Non conosco i personali "sforzi" di Allam, ma se si riferisce alla dichiarazione di principi di Oslo occorre aggiungere che non solo il suo fantasioso coacervo di estremisti mussulmani e soggetti di estrema destra e di estrema sinistra, ma anche l'ex ministro degli esteri israeliano Shlomo Ben Ami ha onestamente dichiarato che nessun palestinese dotato di raziocinio e nessuno che abbia avuto veramente a cuore le sorti della Palestina avrebbe mai potuto sottostare al ricatto ed alle assurdità di Oslo. La fumosa dichiarazione dei principi si rivelò infatti presto per quello che era, una carota offerta ad Arafat e da lui raccolta per ottenere il suo personale sdoganamento internazionale alla faccia dei diritti del suo popolo.

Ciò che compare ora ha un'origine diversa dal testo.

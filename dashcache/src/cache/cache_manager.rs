// Copyright (c) 2024-2025 DashCache Contributors
// SPDX-License-Identifier: Apache-2.0
//
//! Central cache management and coordination
//!
//! [`CacheManager`] is what request handlers talk to. It owns the fingerprint
//! extractor and both cache tiers, and routes each endpoint to the tier its
//! configuration selects.

use serde::Serialize;
use serde_json::Value;
use std::collections::HashSet;
use std::sync::Arc;

use super::{
    CacheConfig, CacheLookup, FingerprintExtractor, FingerprintRegistry, MissReason, Payload,
    RequestParams, ResponseCache, ResponseCacheStats, SourceFingerprint, StartupCache,
    StartupCacheStats,
};
use crate::dataset::DatasetAccessor;
use crate::error::{CacheError, CacheResult};

/// Where a served payload came from
#[derive(Debug, Clone, Copy, PartialEq, Eq, Serialize)]
#[serde(rename_all = "snake_case")]
pub enum ServedFrom {
    Startup,
    ResponseCache,
    Computed,
}

/// Payload returned by [`CacheManager::get_or_compute`]
#[derive(Debug, Clone)]
pub struct Served {
    pub payload: Payload,
    pub source: ServedFrom,
    /// Why the response tier missed, when it was consulted and missed
    pub miss: Option<MissReason>,
}

/// Combined statistics for the administrative surface
#[derive(Debug, Clone, Serialize)]
pub struct CacheManagerStats {
    pub enabled: bool,
    pub response: ResponseCacheStats,
    pub startup: StartupCacheStats,
}

/// Central cache manager coordinating both cache tiers
pub struct CacheManager {
    config: CacheConfig,
    extractor: Arc<FingerprintExtractor>,
    response_cache: ResponseCache,
    startup_cache: StartupCache,
    startup_endpoints: HashSet<String>,
}

impl CacheManager {
    /// Create a manager whose fingerprint rules come from the configuration
    pub fn new(config: CacheConfig, accessor: Arc<dyn DatasetAccessor>) -> CacheResult<Self> {
        let registry = config.build_registry();
        Self::with_registry(config, accessor, registry)
    }

    /// Create a manager with a registry built in code.
    ///
    /// Startup-once endpoints are still taken from the configuration and are
    /// excluded from the registry, fallback rule included.
    pub fn with_registry(
        config: CacheConfig,
        accessor: Arc<dyn DatasetAccessor>,
        mut registry: FingerprintRegistry,
    ) -> CacheResult<Self> {
        config.validate()?;

        let startup_endpoints = config.startup_endpoints();
        if let Some(conflict) = startup_endpoints
            .iter()
            .find(|endpoint| registry.has_rule(endpoint))
        {
            return Err(CacheError::Config(format!(
                "Endpoint '{}' is startup_once but also has a fingerprint rule",
                conflict
            )));
        }

        for endpoint in &startup_endpoints {
            registry.exclude(endpoint);
        }

        let extractor = Arc::new(FingerprintExtractor::new(accessor, registry));
        let response_cache = ResponseCache::new(Arc::clone(&extractor), &config.response);

        log::info!(
            "Cache manager ready: {} fingerprinted endpoints, {} startup endpoints, max_entries={:?}",
            extractor.registry().len(),
            startup_endpoints.len(),
            config.response.max_entries
        );

        Ok(Self {
            config,
            extractor,
            response_cache,
            startup_cache: StartupCache::new(),
            startup_endpoints,
        })
    }

    pub fn config(&self) -> &CacheConfig {
        &self.config
    }

    pub fn registry(&self) -> &FingerprintRegistry {
        self.extractor.registry()
    }

    pub fn response_cache(&self) -> &ResponseCache {
        &self.response_cache
    }

    pub fn startup_cache(&self) -> &StartupCache {
        &self.startup_cache
    }

    pub fn is_startup_endpoint(&self, endpoint: &str) -> bool {
        self.startup_endpoints.contains(endpoint)
    }

    // Response tier

    /// Whether responses for the endpoint can be stored in the response tier
    pub fn is_cacheable(&self, endpoint: &str) -> bool {
        self.config.enabled && self.response_cache.is_cacheable(endpoint)
    }

    pub fn build_fingerprint(&self, endpoint: &str, params: &RequestParams) -> SourceFingerprint {
        self.extractor.build_fingerprint(endpoint, params)
    }

    pub fn should_use_cache(&self, endpoint: &str, params: &RequestParams) -> Option<Payload> {
        if !self.config.enabled {
            return None;
        }
        self.response_cache.should_use_cache(endpoint, params)
    }

    pub fn lookup(&self, endpoint: &str, params: &RequestParams) -> CacheLookup {
        if !self.config.enabled {
            return CacheLookup::Miss(MissReason::Uncacheable);
        }
        self.response_cache.lookup(endpoint, params)
    }

    pub fn store_response(
        &self,
        endpoint: &str,
        params: &RequestParams,
        fingerprint: &SourceFingerprint,
        response: impl Into<Payload>,
    ) -> Payload {
        if !self.config.enabled {
            return response.into();
        }
        self.response_cache
            .store_response(endpoint, params, fingerprint, response)
    }

    // Startup tier: with caching disabled nothing is stored or served

    pub fn is_startup_cached(&self, endpoint: &str, params: &RequestParams) -> bool {
        self.config.enabled && self.startup_cache.is_startup_cached(endpoint, params)
    }

    pub fn get_startup_cache(&self, endpoint: &str, params: &RequestParams) -> Option<Value> {
        if !self.config.enabled {
            return None;
        }
        self.startup_cache.get_startup_cache(endpoint, params)
    }

    pub fn set_startup_cache(
        &self,
        endpoint: &str,
        params: &RequestParams,
        response: impl Into<Payload>,
    ) -> CacheResult<()> {
        if !self.config.enabled {
            log::debug!("Caching disabled, not storing startup entry for '{}'", endpoint);
            return Ok(());
        }
        self.startup_cache
            .set_startup_cache(endpoint, params, response)
    }

    pub fn refresh_startup_cache(
        &self,
        endpoint: &str,
        params: &RequestParams,
        response: impl Into<Payload>,
    ) -> bool {
        if !self.config.enabled {
            return false;
        }
        self.startup_cache
            .refresh_startup_cache(endpoint, params, response)
    }

    pub fn clear_startup_cache(&self) -> usize {
        self.startup_cache.clear_startup_cache()
    }

    pub fn get_startup_cache_stats(&self) -> StartupCacheStats {
        self.startup_cache.get_startup_cache_stats()
    }

    // Request flow

    /// Serve a request from cache or by running `compute`.
    ///
    /// The fingerprint is taken before `compute` runs, so data that changes
    /// while the payload is being built leaves a stale entry behind rather
    /// than a falsely fresh one. Errors from `compute` are returned as-is and
    /// nothing is stored.
    pub fn get_or_compute<F, E>(
        &self,
        endpoint: &str,
        params: &RequestParams,
        compute: F,
    ) -> Result<Served, E>
    where
        F: FnOnce() -> Result<Value, E>,
    {
        if !self.config.enabled {
            return Ok(Served {
                payload: Arc::new(compute()?),
                source: ServedFrom::Computed,
                miss: None,
            });
        }

        if self.is_startup_endpoint(endpoint) {
            return self.serve_startup(endpoint, params, compute);
        }

        let fingerprint = self.extractor.build_fingerprint(endpoint, params);
        let miss = match self.response_cache.check(endpoint, params, &fingerprint) {
            CacheLookup::Hit(payload) => {
                return Ok(Served {
                    payload,
                    source: ServedFrom::ResponseCache,
                    miss: None,
                })
            }
            CacheLookup::Miss(reason) => reason,
        };

        let payload = self
            .response_cache
            .store_response(endpoint, params, &fingerprint, compute()?);

        Ok(Served {
            payload,
            source: ServedFrom::Computed,
            miss: Some(miss),
        })
    }

    fn serve_startup<F, E>(
        &self,
        endpoint: &str,
        params: &RequestParams,
        compute: F,
    ) -> Result<Served, E>
    where
        F: FnOnce() -> Result<Value, E>,
    {
        if let Some(payload) = self.startup_cache.get_startup_cache(endpoint, params) {
            return Ok(Served {
                payload: Arc::new(payload),
                source: ServedFrom::Startup,
                miss: None,
            });
        }

        let payload: Payload = Arc::new(compute()?);
        if let Err(err) =
            self.startup_cache
                .set_startup_cache(endpoint, params, Arc::clone(&payload))
        {
            // Another request populated the key while this one computed
            log::debug!("Startup population raced: {}", err);
        }

        Ok(Served {
            payload,
            source: ServedFrom::Computed,
            miss: None,
        })
    }

    // Administration

    pub fn clear_response_cache(&self) -> usize {
        self.response_cache.clear()
    }

    pub fn invalidate_endpoint(&self, endpoint: &str) -> usize {
        self.response_cache.invalidate_endpoint(endpoint)
    }

    pub fn stats(&self) -> CacheManagerStats {
        CacheManagerStats {
            enabled: self.config.enabled,
            response: self.response_cache.stats(),
            startup: self.startup_cache.get_startup_cache_stats(),
        }
    }
}
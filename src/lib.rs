pub mod auth;
pub mod config;
pub mod database;
pub mod error;
pub mod handlers;
pub mod middleware;
pub mod routes;
pub mod services;
pub mod state;

pub use routes::app;
pub use state::AppState;
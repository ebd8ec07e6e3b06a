// handlers/public/games.rs - catalogue reads: GET /api/games, /api/games/:id, /api/top-games

use axum::extract::State;
use serde::Serialize;

use crate::database::models::{Comment, Game, GameSummary, TopGame};
use crate::middleware::{ApiPath, ApiResponse, ApiResult};
use crate::state::AppState;

const TOP_GAMES_LIMIT: i64 = 10;

/// A game with its comments, oldest first
#[derive(Debug, Serialize)]
pub struct GameDetail {
    #[serde(flatten)]
    pub game: Game,
    pub comments: Vec<Comment>,
}

pub async fn list(State(state): State<AppState>) -> ApiResult<Vec<GameSummary>> {
    let games = state.store.list_games().await?;
    Ok(ApiResponse::success(games))
}

pub async fn show(
    State(state): State<AppState>,
    ApiPath(id): ApiPath<i64>,
) -> ApiResult<GameDetail> {
    let game = state.store.find_game(id).await?;
    let comments = state.store.comments(id).await?;
    Ok(ApiResponse::success(GameDetail { game, comments }))
}

pub async fn top(State(state): State<AppState>) -> ApiResult<Vec<TopGame>> {
    let games = state.store.top_by_now_playing(TOP_GAMES_LIMIT).await?;
    Ok(ApiResponse::success(games))
}
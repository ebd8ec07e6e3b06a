// handlers/public/search.rs - external catalogue lookups

use axum::extract::State;
use serde::Deserialize;

use crate::middleware::{ApiPath, ApiQuery, ApiResponse, ApiResult};
use crate::services::{FullResult, SummaryResult};
use crate::state::AppState;

#[derive(Debug, Deserialize)]
pub struct SearchQuery {
    #[serde(default)]
    pub query: String,
}

/// GET /api/search-games?query=
pub async fn search_games(
    State(state): State<AppState>,
    ApiQuery(params): ApiQuery<SearchQuery>,
) -> ApiResult<Vec<SummaryResult>> {
    let results = state.catalogue.search_by_title(&params.query).await?;
    Ok(ApiResponse::success(results))
}

/// GET /api/search-games-details/:external_id
pub async fn search_game_details(
    State(state): State<AppState>,
    ApiPath(external_id): ApiPath<i64>,
) -> ApiResult<FullResult> {
    let detail = state.catalogue.fetch_detail(external_id).await?;
    Ok(ApiResponse::success(detail))
}
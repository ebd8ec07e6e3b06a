use std::sync::Arc;
use std::time::Duration;

use sqlx::{postgres::PgPoolOptions, PgPool};
use tracing::info;

use crate::config::{StorageBackend, StorageConfig};
use crate::database::memory::MemoryCatalogueStore;
use crate::database::postgres::PgCatalogueStore;
use crate::database::store::{CatalogueStore, StoreError};

static MIGRATOR: sqlx::migrate::Migrator = sqlx::migrate!("./migrations");

/// Build the store implementation selected by configuration
pub async fn open_store(config: &StorageConfig) -> Result<Arc<dyn CatalogueStore>, StoreError> {
    match config.backend {
        StorageBackend::Memory => {
            info!("Using in-memory catalogue store");
            Ok(Arc::new(MemoryCatalogueStore::new()))
        }
        StorageBackend::Postgres => {
            let pool = connect(config).await?;
            migrate(&pool).await?;
            Ok(Arc::new(PgCatalogueStore::new(pool)))
        }
    }
}

/// Create the Postgres connection pool
pub async fn connect(config: &StorageConfig) -> Result<PgPool, StoreError> {
    let url = config
        .database_url
        .as_deref()
        .ok_or_else(|| StoreError::Unavailable("DATABASE_URL is not configured".to_string()))?;

    let pool = PgPoolOptions::new()
        .max_connections(config.max_connections)
        .acquire_timeout(Duration::from_secs(config.connection_timeout_secs))
        .connect(url)
        .await?;

    info!("Created database pool (max {} connections)", config.max_connections);
    Ok(pool)
}

/// Apply the embedded schema migrations
pub async fn migrate(pool: &PgPool) -> Result<(), StoreError> {
    MIGRATOR
        .run(pool)
        .await
        .map_err(|e| StoreError::Unavailable(format!("migration failed: {}", e)))?;
    info!("Database migrations applied");
    Ok(())
}
use chrono::{DateTime, NaiveDate, Utc};
use serde::{Deserialize, Serialize};
use sqlx::FromRow;

#[derive(Debug, Clone, PartialEq, Serialize, Deserialize, FromRow)]
pub struct Game {
    pub id: i64,
    /// External catalogue identifier; unique across the catalogue
    pub igdb_id: i64,
    pub title: String,
    pub description: Option<String>,
    pub cover_art_url: Option<String>,
    pub release_date: Option<NaiveDate>,
    pub franchise: Vec<String>,
    pub studio: Vec<String>,
    pub created_at: DateTime<Utc>,
    pub updated_at: DateTime<Utc>,
}

/// Compact listing used for library, now-playing and catalogue lists
#[derive(Debug, Clone, PartialEq, Serialize, Deserialize, FromRow)]
pub struct GameSummary {
    pub id: i64,
    pub igdb_id: i64,
    pub title: String,
    pub cover_art_url: Option<String>,
}

impl From<&Game> for GameSummary {
    fn from(game: &Game) -> Self {
        Self {
            id: game.id,
            igdb_id: game.igdb_id,
            title: game.title.clone(),
            cover_art_url: game.cover_art_url.clone(),
        }
    }
}

#[derive(Debug, Clone, Serialize, Deserialize, FromRow)]
pub struct TopGame {
    #[serde(flatten)]
    #[sqlx(flatten)]
    pub game: Game,
    pub player_count: i64,
}

#[derive(Debug, Clone, Copy, PartialEq, Eq, Serialize, Deserialize)]
pub struct GameStatus {
    pub in_library: bool,
    pub in_now_playing: bool,
}
// handlers/protected/users.rs - GET /api/users/me

use axum::extract::State;
use serde::Serialize;

use crate::database::models::GameSummary;
use crate::database::MembershipList;
use crate::middleware::{ApiResponse, ApiResult, CurrentUser};
use crate::state::AppState;

#[derive(Debug, Serialize)]
pub struct Profile {
    pub id: i64,
    pub auth0_id: String,
    pub username: String,
    pub email: String,
    pub permissions: Vec<String>,
    pub library: Vec<GameSummary>,
    pub now_playing: Vec<GameSummary>,
}

pub async fn me(State(state): State<AppState>, current: CurrentUser) -> ApiResult<Profile> {
    let library = state.store.memberships(MembershipList::Library, current.user.id).await?;
    let now_playing = state.store.memberships(MembershipList::NowPlaying, current.user.id).await?;

    let CurrentUser { claims, user } = current;
    Ok(ApiResponse::success(Profile {
        id: user.id,
        auth0_id: user.auth0_id,
        username: user.username,
        email: user.email,
        permissions: claims.permissions,
        library,
        now_playing,
    }))
}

Sicuramente per queste ed altre meritorie esternazioni Allam ha ricevuto l'anno scorso, in Israele, il premio Dan David (250.000 dollari) non a caso attribuitogli per il suo "eccezionale lavoro giornalistico e per la sua dedizione alla libertà di stampa". Quale sia il concetto di libertà di stampa dei conferenti il premio è cosa ignota, ma l'idea che ne ha il vicedirettore "ad personam" della più importante testata italiana sembra efficacemente esemplificato da una delle sue recenti sortite. Ma pare, ahimè, che non tutti siano d'accordo sul suo concetto palesemente unilaterale di libertà. La diretta interessata del pezzullo ha infatti potuto leggere le proprie personali e-mail sul foglio di Mieli e si è trovata esposta nelle sue vicende personali al rapace interesse degli estimatori dell'oriundo giornalista, dedito anche in questo alla sua propria libertà di stampare o far stampare fatti altrui in vista della possibilità di esibire le vicende di un privato cittadino a conforto delle sue tesi e della sua libertà di gettare benzina sul fuoco. L'interessata, Lia, redattrice del blog Haramlik, non ha comunque gradito e ha deciso di querelare l'articolista e la testata.